─── EXTRACTED MATERIAL
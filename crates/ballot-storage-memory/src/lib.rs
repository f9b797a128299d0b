//! In-memory implementations of the ballot storage traits.
//!
//! Backed by `tokio::sync::RwLock`-guarded maps with atomic id sequences.
//! Used by the default server wiring and throughout the test suites. All
//! data is lost on process exit.

mod candidates;
mod images;
mod revocations;
mod users;

pub use candidates::InMemoryCandidateStorage;
pub use images::InMemoryImageStore;
pub use revocations::InMemoryRevocationStore;
pub use users::InMemoryUserStorage;
//! In-memory candidate storage.

use std::collections::HashMap;
use std::sync::atomic::{AtomicI64, Ordering};

use async_trait::async_trait;
use tokio::sync::RwLock;

use ballot_core::{Candidate, CandidateStorage, NewCandidate, StorageError, StorageResult};

/// In-memory candidate store keyed by numeric id.
#[derive(Default)]
pub struct InMemoryCandidateStorage {
    candidates: RwLock<HashMap<i64, Candidate>>,
    next_id: AtomicI64,
}

impl InMemoryCandidateStorage {
    /// Creates an empty store.
    #[must_use]
    pub fn new() -> Self {
        Self {
            candidates: RwLock::new(HashMap::new()),
            next_id: AtomicI64::new(1),
        }
    }
}

#[async_trait]
impl CandidateStorage for InMemoryCandidateStorage {
    async fn find_by_id(&self, candidate_id: i64) -> StorageResult<Option<Candidate>> {
        Ok(self.candidates.read().await.get(&candidate_id).cloned())
    }

    async fn list_all(&self) -> StorageResult<Vec<Candidate>> {
        Ok(self.candidates.read().await.values().cloned().collect())
    }

    async fn create(&self, candidate: NewCandidate) -> StorageResult<Candidate> {
        let id = self.next_id.fetch_add(1, Ordering::SeqCst);
        let record = Candidate {
            id,
            name: candidate.name,
            age: candidate.age,
            message: candidate.message,
            image_key: None,
            image_url: None,
        };
        self.candidates.write().await.insert(id, record.clone());
        Ok(record)
    }

    async fn update(&self, candidate: Candidate) -> StorageResult<Candidate> {
        let mut candidates = self.candidates.write().await;
        if !candidates.contains_key(&candidate.id) {
            return Err(StorageError::not_found(format!(
                "candidate {}",
                candidate.id
            )));
        }
        candidates.insert(candidate.id, candidate.clone());
        Ok(candidate)
    }

    async fn delete(&self, candidate_id: i64) -> StorageResult<Candidate> {
        self.candidates
            .write()
            .await
            .remove(&candidate_id)
            .ok_or_else(|| StorageError::not_found(format!("candidate {candidate_id}")))
    }
}

#[cfg(test)]
mod tests {
    use super::*;

    fn new_candidate(name: &str) -> NewCandidate {
        NewCandidate {
            name: name.to_string(),
            age: 45,
            message: "A vote for progress".to_string(),
        }
    }

    #[tokio::test]
    async fn test_create_and_list() {
        let store = InMemoryCandidateStorage::new();
        let a = store.create(new_candidate("Ada")).await.unwrap();
        let b = store.create(new_candidate("Grace")).await.unwrap();

        assert_eq!(a.id, 1);
        assert_eq!(b.id, 2);
        assert!(a.image_key.is_none());
        assert_eq!(store.list_all().await.unwrap().len(), 2);
    }

    #[tokio::test]
    async fn test_update_replaces_record() {
        let store = InMemoryCandidateStorage::new();
        let mut candidate = store.create(new_candidate("Ada")).await.unwrap();

        candidate.message = "New platform".to_string();
        candidate.image_key = Some("candidates/1.png".to_string());
        let updated = store.update(candidate).await.unwrap();
        assert_eq!(updated.message, "New platform");

        let fetched = store.find_by_id(updated.id).await.unwrap().unwrap();
        assert_eq!(fetched.image_key.as_deref(), Some("candidates/1.png"));
    }

    #[tokio::test]
    async fn test_update_unknown_candidate() {
        let store = InMemoryCandidateStorage::new();
        let ghost = Candidate {
            id: 42,
            name: "Ghost".to_string(),
            age: 30,
            message: String::new(),
            image_key: None,
            image_url: None,
        };
        let err = store.update(ghost).await.unwrap_err();
        assert!(matches!(err, StorageError::NotFound { .. }));
    }

    #[tokio::test]
    async fn test_delete_returns_record() {
        let store = InMemoryCandidateStorage::new();
        let candidate = store.create(new_candidate("Ada")).await.unwrap();

        let deleted = store.delete(candidate.id).await.unwrap();
        assert_eq!(deleted.name, "Ada");
        assert!(store.find_by_id(candidate.id).await.unwrap().is_none());

        let err = store.delete(candidate.id).await.unwrap_err();
        assert!(matches!(err, StorageError::NotFound { .. }));
    }
}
──────
From the entries, copy every line in which the word "insert" occurs.

        self.candidates.write().await.insert(id, record.clone());
        candidates.insert(candidate.id, candidate.clone());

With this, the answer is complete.